Test Results And Conclusion
Comparison Powerline Networking Adapters
We tested the Linksys PLEK-500 using the system configurations and procedures outlined in our How We Test article. Here's how the Linksys PLEK-500 performs:
According to traditional thoughts of signal degradation, the two gigabyte folder results follow the logic that the farther away the Powerline adapters are, the worse they perform. We then switched from testing a simple file copy via file shares to benchmarking throughput using Passmark's PerformanceTest 8 utility.

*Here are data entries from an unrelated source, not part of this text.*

use crate::admission::AdmissionControl;
use crate::config::ServerConfig;
use crate::error::{ServerError, ServerResult};
use crate::telemetry::PrometheusMatchMetrics;
use batch::{BatchCoordinator, CompletionNotifier, Dispatcher, InMemoryBatchStore, WebhookNotifier};
use metrics_exporter_prometheus::PrometheusHandle;
use matcher::Matcher;
use reference::{InMemoryReferenceStore, ReferenceSnapshot, ReferenceStore};
use std::sync::Arc;
use std::time::{Duration, Instant};

/// Shared application state
pub struct ServerState {
    /// Server configuration
    pub config: Arc<ServerConfig>,

    /// Single-request resolver (shared across requests)
    pub matcher: Arc<Matcher>,

    pub batches: BatchCoordinator,

    pub admission: AdmissionControl,

    /// Set when the global Prometheus recorder is installed.
    pub prometheus: Option<PrometheusHandle>,

    pub started_at: Instant,
}

impl ServerState {
    /// Build state over the snapshot named by `reference_data_path`, or an
    /// empty store when none is configured.
    pub fn new(config: ServerConfig) -> ServerResult<(Self, Dispatcher)> {
        let store = match &config.reference_data_path {
            Some(path) => {
                let snapshot = ReferenceSnapshot::from_json_file(path)?;
                let store = InMemoryReferenceStore::from_snapshot(snapshot);
                tracing::info!(path = %path.display(), "reference snapshot loaded");
                store
            }
            None => {
                tracing::warn!("No reference_data_path configured, starting with an empty store");
                InMemoryReferenceStore::new()
            }
        };
        Self::with_store(config, Arc::new(store))
    }

    /// Build state over an existing reference store.
    ///
    /// The returned [`Dispatcher`] must be driven for batches to run.
    pub fn with_store(
        config: ServerConfig,
        store: Arc<dyn ReferenceStore>,
    ) -> ServerResult<(Self, Dispatcher)> {
        config
            .validate()
            .map_err(|e| ServerError::Config(e.to_string()))?;

        let matcher = Matcher::with_config(store, config.matching.clone())
            .map_err(|e| ServerError::Config(e.to_string()))?
            .with_metrics(Arc::new(PrometheusMatchMetrics));
        let matcher = Arc::new(matcher);

        let notifier: Arc<dyn CompletionNotifier> = Arc::new(WebhookNotifier::new(
            Duration::from_secs(config.batch.webhook_timeout_secs),
        )?);
        let (batches, dispatcher) = BatchCoordinator::new(
            Arc::new(InMemoryBatchStore::new()),
            matcher.clone(),
            config.batch.clone(),
            Some(notifier),
        )?;

        let admission = AdmissionControl::from_config(config.admission.clone())?;

        let state = Self {
            config: Arc::new(config),
            matcher,
            batches,
            admission,
            prometheus: None,
            started_at: Instant::now(),
        };
        Ok((state, dispatcher))
    }

    pub fn with_prometheus(mut self, handle: PrometheusHandle) -> Self {
        self.prometheus = Some(handle);
        self
    }

    pub fn uptime_seconds(&self) -> u64 {
        self.started_at.elapsed().as_secs()
    }
}

/// Server metadata for health checks
#[derive(Debug, serde::Serialize)]
pub struct ServerMetadata {
    pub version: String,
    pub uptime_seconds: u64,
    pub reference_entities: usize,
}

When using the PerformanceTest software, results were best the closer the Powerline adapters were to each other. While the graph above shows the absolute peak value observed through the testing period of three minutes, the graph below shows that the average throughput stayed relatively close to peak values.
In The Mix
Now let's compare how well Linksys stands up to the top three performers in our Powerline adapter round-up. First, the 2GB folder transfer:
Measured against the top three performers of our recent round-up in the Same Room test, the Linksys PLEK-500 falls just below ZyXEL's PLA5215 in aggregate numbers.

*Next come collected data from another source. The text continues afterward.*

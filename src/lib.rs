//! Workspace umbrella crate for Territoires.
//!
//! Territoires resolves free-text names of French territorial entities
//! (regions, departements, communes, groupements) to their official codes.
//! This crate stitches the resolution crates together so callers can load a
//! reference snapshot, resolve names one at a time, and run batches through a
//! single entry point.
//!
//! ```no_run
//! use territoires::{MatchResult, Resolver, TerritoiresConfig};
//!
//! # async fn run() -> Result<(), territoires::TerritoiresError> {
//! let config = TerritoiresConfig::from_file("territoires.yaml")?;
//! let resolver = Resolver::from_config(config)?;
//! if let MatchResult::Matched(hit) = resolver.resolve_query("Côtes d'Armor").await {
//!     println!("{} -> {}", hit.nom, hit.code);
//! }
//! # Ok(())
//! # }
//! ```

pub mod config;

pub use crate::config::{ConfigLoadError, TerritoiresConfig};
pub use batch::{
    BatchConfig, BatchCoordinator, BatchCounters, BatchError, BatchMatchItem, BatchResultSet,
    BatchResults, BatchStatus, BatchStatusReport, BatchSubmission, CompletionNotifier, Dispatcher,
    InMemoryBatchStore, ItemStatus, SubmitReceipt,
};
pub use canonical::{canonical_code, normalize};
pub use matcher::{
    Candidate, MatchConfig, MatchError, MatchHints, MatchRequest, MatchResult, MatchSource,
    MatchedEntity, Matcher, QUERY_REQUIRED,
};
pub use reference::{
    Alias, Category, Entity, InMemoryReferenceStore, ReferenceError, ReferenceSnapshot,
    ReferenceStore,
};

#[cfg(feature = "server")]
pub use server;

use std::sync::Arc;
use thiserror::Error;

/// Errors raised while wiring a [`Resolver`].
///
/// Resolution itself never fails; see [`MatchResult::Failed`].
#[derive(Debug, Error)]
pub enum TerritoiresError {
    #[error(transparent)]
    Config(#[from] ConfigLoadError),
    #[error(transparent)]
    Reference(#[from] ReferenceError),
    #[error(transparent)]
    Match(#[from] MatchError),
    #[error(transparent)]
    Batch(#[from] BatchError),
}

/// In-process resolver over an in-memory reference store.
pub struct Resolver {
    store: Arc<InMemoryReferenceStore>,
    matcher: Arc<Matcher>,
    config: TerritoiresConfig,
}

impl Resolver {
    /// Load the snapshot named by `reference_data_path`, or start empty.
    pub fn from_config(config: TerritoiresConfig) -> Result<Self, TerritoiresError> {
        let store = match &config.reference_data_path {
            Some(path) => {
                let snapshot = ReferenceSnapshot::from_json_file(path)?;
                tracing::info!(path = %path.display(), "reference snapshot loaded");
                InMemoryReferenceStore::from_snapshot(snapshot)
            }
            None => {
                tracing::warn!("no reference_data_path configured, resolver starts empty");
                InMemoryReferenceStore::new()
            }
        };
        Self::with_store(Arc::new(store), config)
    }

    pub fn from_snapshot(
        snapshot: ReferenceSnapshot,
        config: TerritoiresConfig,
    ) -> Result<Self, TerritoiresError> {
        Self::with_store(Arc::new(InMemoryReferenceStore::from_snapshot(snapshot)), config)
    }

    pub fn with_store(
        store: Arc<InMemoryReferenceStore>,
        config: TerritoiresConfig,
    ) -> Result<Self, TerritoiresError> {
        let matcher = Matcher::with_config(store.clone(), config.matching.clone())?;
        Ok(Self {
            store,
            matcher: Arc::new(matcher),
            config,
        })
    }

    pub fn store(&self) -> &Arc<InMemoryReferenceStore> {
        &self.store
    }

    pub fn matcher(&self) -> &Arc<Matcher> {
        &self.matcher
    }

    pub fn config(&self) -> &TerritoiresConfig {
        &self.config
    }

    pub async fn resolve(&self, request: &MatchRequest) -> MatchResult {
        self.matcher.resolve(request).await
    }

    /// Resolve a bare query without hints.
    pub async fn resolve_query(&self, query: &str) -> MatchResult {
        self.resolve(&MatchRequest::new(query)).await
    }

    /// Build a batch coordinator over this resolver with an in-memory batch
    /// store. The returned [`Dispatcher`] must be driven for batches to run.
    pub fn batch_coordinator(
        &self,
        notifier: Option<Arc<dyn CompletionNotifier>>,
    ) -> Result<(BatchCoordinator, Dispatcher), TerritoiresError> {
        let pair = BatchCoordinator::new(
            Arc::new(InMemoryBatchStore::new()),
            self.matcher.clone(),
            self.config.batch.clone(),
            notifier,
        )?;
        Ok(pair)
    }
}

Linksys again appears under the top three when extending the length of the test from two outlets in the same room to two outlets on the same floor.
For the next test, I placed an adapter on the second floor, keeping the other on the first floor.
Linksys trails behind the top three yet again, and the trend continues in the next test of the first floor to the basement.
Saving the best for last, Linksys pulls ahead into the bronze position in the second floor to basement test.
Next, we switch our testing software over to PassMark's PerformanceTest8 and repeat the tests from the same positions to see how Linksys' PLEK-500 compares to the top three in each test from our prior round-up.
While not too far behind third place, Linksys' PLEK-500 finishes below our top three performers in the same room test.
In the same floor test, however, Linksys falls further behind the top three.
When testing from the second floor to the first floor, Linksys not only performs below the top three, but overall ends up the worst performance I observed in any test, even comparing Linksys' own numbers. Not sure what happened there.
In testing performance from the first floor to the basement, Linksys again falls short of breaking into the top three.
As if it had something to prove at this point, Linksys' PLEK-500 adapters edge their way into third place in the final test.
All of these tests show the peak values observed, but the averages yield the same finishing order. In short, Linksys takes a lower spot than the top three performers. Also, in the UDP tests, Linksys' PLEK-500 adapters completely flooded the switch I was using, invalidating the results of any UDP tests. Basically, there was too much packet loss.
Newegg lists the Linksys PLEK-500 kit for $100, and although it was one of the lower-performing Powerline adapters in our testing, its throughput remained above 55 Mb/s in every benchmark. Also, having the ability to upgrade the firmware through Linksys' advanced configuration utility might be a good thing if a future upgrade increases performance.
Overall, the PLEK-500 is a solid set of Powerline adapters worth considering if you can get them for less than competing devices, which are typically faster.